Ecco allora che “empatia” diventa una parola simpatica, anche capace di farsi amare se riesce a far vicini gli uni agli altri, come essere umani e come artisti. Ritorna alla mente quel grido di Martin Luther King lanciato oltre mezzo secolo fa davanti al Lincoln Memorial di Washington: «I have a dream, Io ho un sogno, che un giorno gli uomini si rizzeranno in piedi e si renderanno conto di essere stati creati per vivere come fratelli».

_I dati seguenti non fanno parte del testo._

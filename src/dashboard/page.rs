//! Askama views for the dashboard page.
//!
//! [`DashboardTemplate`] is built from a loaded [`DashboardPage`] and carries
//! pre-formatted strings so the templates under `templates/` stay simple.
//! Charts are inline SVG so the page has no client-side dependencies.

use askama::Template;
use chrono::FixedOffset;

use super::{
    analytics::{ColumnSummary, LabelCount, SoilAlert},
    view::{
        format_local, DashboardPage, KpiView, Notice, NoticeKind, RawSample, Section,
        SensorSummary, ViewSettings, VisionSummary, HOURS_RANGE, REFRESH_SECS_RANGE,
        VISION_LIMIT_RANGE,
    },
};
use crate::{control::PumpCommand, models::SensorReading, sensors::SensorHistory};

const HISTORY_TABLE_ROWS: usize = 200;
const MISSING: &str = "--";

#[derive(Template)]
#[template(path = "dashboard.html")]
pub struct DashboardTemplate {
    /// Meta-refresh target, present only while auto refresh is on.
    pub refresh_url: Option<String>,
    pub refresh_secs: u64,
    pub hours: u32,
    pub controls: ControlsView,
    pub notice: Option<NoticeView>,
    pub kpi: SectionView<KpiView>,
    pub history: SectionView<HistoryView>,
    pub summary: SectionView<SummaryView>,
    pub vision: SectionView<VisionView>,
}

impl DashboardTemplate {
    pub fn from_page(page: &DashboardPage) -> Self {
        let s = &page.settings;
        let offset = page.display_offset;
        Self {
            refresh_url: s.auto_refresh.then(|| s.dashboard_url(None)),
            refresh_secs: s.refresh_secs,
            hours: s.hours,
            controls: ControlsView::new(s),
            notice: page.notice.as_ref().map(NoticeView::from),
            kpi: match &page.kpi {
                Ok(kpi) => SectionView::ok(kpi.clone()),
                Err(e) => SectionView::failed("latest sensor reading", e),
            },
            history: SectionView::from_section("sensor history", &page.history, |h| {
                HistoryView::new(h, offset)
            }),
            summary: SectionView::from_section("summary", &page.summary, SummaryView::new),
            vision: SectionView::from_section("vision log", &page.vision, VisionView::new),
        }
    }
}

/// One page section: an error notice, or data when the store had any.
pub struct SectionView<T> {
    pub error: Option<String>,
    pub data: Option<T>,
}

impl<T> SectionView<T> {
    fn ok(data: Option<T>) -> Self {
        Self { error: None, data }
    }

    fn failed(what: &str, err: &impl std::fmt::Display) -> Self {
        Self {
            error: Some(format!("Failed to load {what}: {err}")),
            data: None,
        }
    }

    fn from_section<S>(what: &str, section: &Section<S>, f: impl FnOnce(&S) -> T) -> Self {
        match section {
            Ok(s) => Self::ok(Some(f(s))),
            Err(e) => Self::failed(what, e),
        }
    }
}

pub struct NoticeView {
    pub kind: &'static str,
    pub text: String,
}

impl From<&Notice> for NoticeView {
    fn from(n: &Notice) -> Self {
        Self {
            kind: n.kind.as_str(),
            text: n.text.clone(),
        }
    }
}

// ── Controls ────────────────────────────────────────────────────

pub struct ControlsView {
    pub auto_refresh: bool,
    pub auto_refresh_value: &'static str,
    pub refresh_secs: u64,
    pub hours: u32,
    pub vision_limit: usize,
    pub refresh_min: u64,
    pub refresh_max: u64,
    pub hours_min: u32,
    pub hours_max: u32,
    pub vision_min: usize,
    pub vision_max: usize,
    pub commands: [PumpCommand; 3],
}

impl ControlsView {
    fn new(s: &ViewSettings) -> Self {
        Self {
            auto_refresh: s.auto_refresh,
            auto_refresh_value: if s.auto_refresh { "on" } else { "off" },
            refresh_secs: s.refresh_secs,
            hours: s.hours,
            vision_limit: s.vision_limit,
            refresh_min: REFRESH_SECS_RANGE.0,
            refresh_max: REFRESH_SECS_RANGE.1,
            hours_min: HOURS_RANGE.0,
            hours_max: HOURS_RANGE.1,
            vision_min: VISION_LIMIT_RANGE.0,
            vision_max: VISION_LIMIT_RANGE.1,
            commands: PumpCommand::ALL,
        }
    }
}

// ── History ─────────────────────────────────────────────────────

pub struct HistoryView {
    /// Row count when the window was empty and the most recent rows are shown.
    pub fallback_count: Option<usize>,
    pub charts: Vec<ChartView>,
    /// Last rows of the window, oldest first.
    pub rows: Vec<HistoryRow>,
}

pub struct HistoryRow {
    pub time: String,
    pub temperature: String,
    pub humidity: String,
    pub soil: String,
    pub pump: String,
}

impl HistoryView {
    fn new(history: &SensorHistory, offset: FixedOffset) -> Self {
        let series = |f: fn(&SensorReading) -> Option<f64>| -> Vec<(i64, f64)> {
            history
                .readings
                .iter()
                .filter_map(|r| f(r).map(|v| (r.recorded_at.timestamp_millis(), v)))
                .collect()
        };
        let charts = if history.readings.is_empty() {
            vec![]
        } else {
            vec![
                ChartView::line("Temperature (°C)", &series(|r| r.temperature)),
                ChartView::line("Humidity (%)", &series(|r| r.humidity)),
                ChartView::line("Soil moisture (%)", &series(|r| r.soil_moisture)),
            ]
        };

        let skip = history.readings.len().saturating_sub(HISTORY_TABLE_ROWS);
        let rows = history
            .readings
            .iter()
            .skip(skip)
            .map(|r| HistoryRow {
                time: format_local(r.recorded_at, offset),
                temperature: cell(r.temperature),
                humidity: cell(r.humidity),
                soil: cell(r.soil_moisture),
                pump: r.pump_status.clone().unwrap_or_else(|| MISSING.to_owned()),
            })
            .collect();

        Self {
            fallback_count: history.fallback.then_some(history.readings.len()),
            charts,
            rows,
        }
    }
}

fn cell(v: Option<f64>) -> String {
    v.map(|v| v.to_string()).unwrap_or_else(|| MISSING.to_owned())
}

// ── Summary ─────────────────────────────────────────────────────

pub struct SummaryView {
    pub rows: Vec<SummaryRow>,
    pub alert: Option<NoticeView>,
}

pub struct SummaryRow {
    pub column: String,
    pub count: usize,
    /// mean, std, min, 25%, 50%, 75%, max
    pub stats: Vec<String>,
}

impl From<&ColumnSummary> for SummaryRow {
    fn from(c: &ColumnSummary) -> Self {
        let stat = |v: Option<f64>| v.map(|v| format!("{v:.2}")).unwrap_or_else(|| MISSING.to_owned());
        Self {
            column: c.column.clone(),
            count: c.count,
            stats: [c.mean, c.std, c.min, c.p25, c.p50, c.p75, c.max]
                .into_iter()
                .map(stat)
                .collect(),
        }
    }
}

impl SummaryView {
    fn new(summary: &SensorSummary) -> Self {
        let alert = summary.soil_alert.map(|alert| NoticeView {
            kind: match alert {
                SoilAlert::Dry => "warning",
                SoilAlert::VeryMoist => NoticeKind::Info.as_str(),
                SoilAlert::Normal => NoticeKind::Success.as_str(),
            },
            text: alert.message().to_owned(),
        });
        Self {
            rows: summary.columns.iter().map(SummaryRow::from).collect(),
            alert,
        }
    }
}

// ── Vision ──────────────────────────────────────────────────────

pub struct VisionView {
    pub total: usize,
    pub labels: Vec<LabelCount>,
    pub bars: Vec<BarView>,
    pub recent: Vec<DetectionRow>,
    pub raw_samples: Vec<RawSample>,
}

pub struct BarView {
    pub from: String,
    pub to: String,
    /// Percent of the tallest bucket.
    pub width: usize,
    pub count: usize,
}

pub struct DetectionRow {
    pub time: String,
    pub label: String,
    pub confidence: String,
    pub chat_id: String,
}

impl VisionView {
    fn new(v: &VisionSummary) -> Self {
        let peak = v.confidence_histogram.iter().map(|b| b.count).max().unwrap_or(0).max(1);
        Self {
            total: v.total,
            labels: v.top_labels.clone(),
            bars: v
                .confidence_histogram
                .iter()
                .map(|b| BarView {
                    from: format!("{:.1}", b.from),
                    to: format!("{:.1}", b.to),
                    width: b.count * 100 / peak,
                    count: b.count,
                })
                .collect(),
            recent: v
                .recent
                .iter()
                .map(|r| DetectionRow {
                    time: r.detected_at.clone(),
                    label: r.label.clone(),
                    confidence: r
                        .confidence_pct
                        .map(|c| format!("{c:.1}"))
                        .unwrap_or_else(|| MISSING.to_owned()),
                    chat_id: r.chat_id.clone().unwrap_or_else(|| MISSING.to_owned()),
                })
                .collect(),
            raw_samples: v.raw_samples.clone(),
        }
    }
}

// ── Charts ──────────────────────────────────────────────────────

const CHART_W: f64 = 640.0;
const CHART_H: f64 = 160.0;
const CHART_PAD: f64 = 24.0;

/// A polyline over a 640x160 viewBox; `points` is empty when the series is.
pub struct ChartView {
    pub title: &'static str,
    pub points: String,
    pub hi: String,
    pub lo: String,
}

impl ChartView {
    /// `series` is `(unix millis, value)` in ascending time order.
    fn line(title: &'static str, series: &[(i64, f64)]) -> Self {
        let (Some(first), Some(last)) = (series.first(), series.last()) else {
            return Self {
                title,
                points: String::new(),
                hi: String::new(),
                lo: String::new(),
            };
        };

        let (t0, t1) = (first.0, last.0);
        let (mut lo, mut hi) = series
            .iter()
            .fold((f64::INFINITY, f64::NEG_INFINITY), |(lo, hi), &(_, v)| (lo.min(v), hi.max(v)));
        if (hi - lo).abs() < f64::EPSILON {
            lo -= 1.0;
            hi += 1.0;
        }

        let x = |t: i64| {
            if t1 == t0 {
                CHART_W / 2.0
            } else {
                CHART_PAD + (t - t0) as f64 / (t1 - t0) as f64 * (CHART_W - 2.0 * CHART_PAD)
            }
        };
        let y = |v: f64| CHART_H - CHART_PAD - (v - lo) / (hi - lo) * (CHART_H - 2.0 * CHART_PAD);

        Self {
            title,
            points: series
                .iter()
                .map(|&(t, v)| format!("{:.1},{:.1}", x(t), y(v)))
                .collect::<Vec<_>>()
                .join(" "),
            hi: format!("{hi:.1}"),
            lo: format!("{lo:.1}"),
        }
    }
}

A leggere le motivazioni del “Nuovo Manifesto” di Menotti ed altri, si ritrova quel pàthos caro ai greci e che per noi uomini del Sud, loro diretti discendenti, diventa passionalità, forza espressiva non solo di una idea, ma di quell’anima antica che ha guidato il popolo meridionale e, nella fattispecie, cilentano attraverso le varie avversità della storia. Un territorio di cui bisognerà cogliere l’Anima Mundi per capirne i disagi; ricorda Luigi Leuzzi, «dovremo spogliarci dell’individualismo per accogliere l’altro da noi in maniera autentica, attuando un percorso emozionale e affettivo tipico della “paideia” dove il docente e il discente costituiranno una diade affettiva». Un messaggio che Papa Francesco non si stanca di ripetere, giorno dopo giorno. Ecco, allora, che “arte e religione” sono le più alte espressioni di empatia. Una sfida che “La scuola empatica” lancia in questi anni di insicurezza, una sfida difficile, ma possibile «se si riesce – ricorda Luigi Rossi dall’alto del suo sapere intellettuale e della sua essenza ecclesiastica – a favorire l’eccellenza incoraggiando originalità e meriti… Uno stile rispettoso e disponibile a comprendere, apre ad una convivenza pacifica tra differenti comunità». Ed è quello di cui ha bisogno questo terzo millennio dell’era cristiana.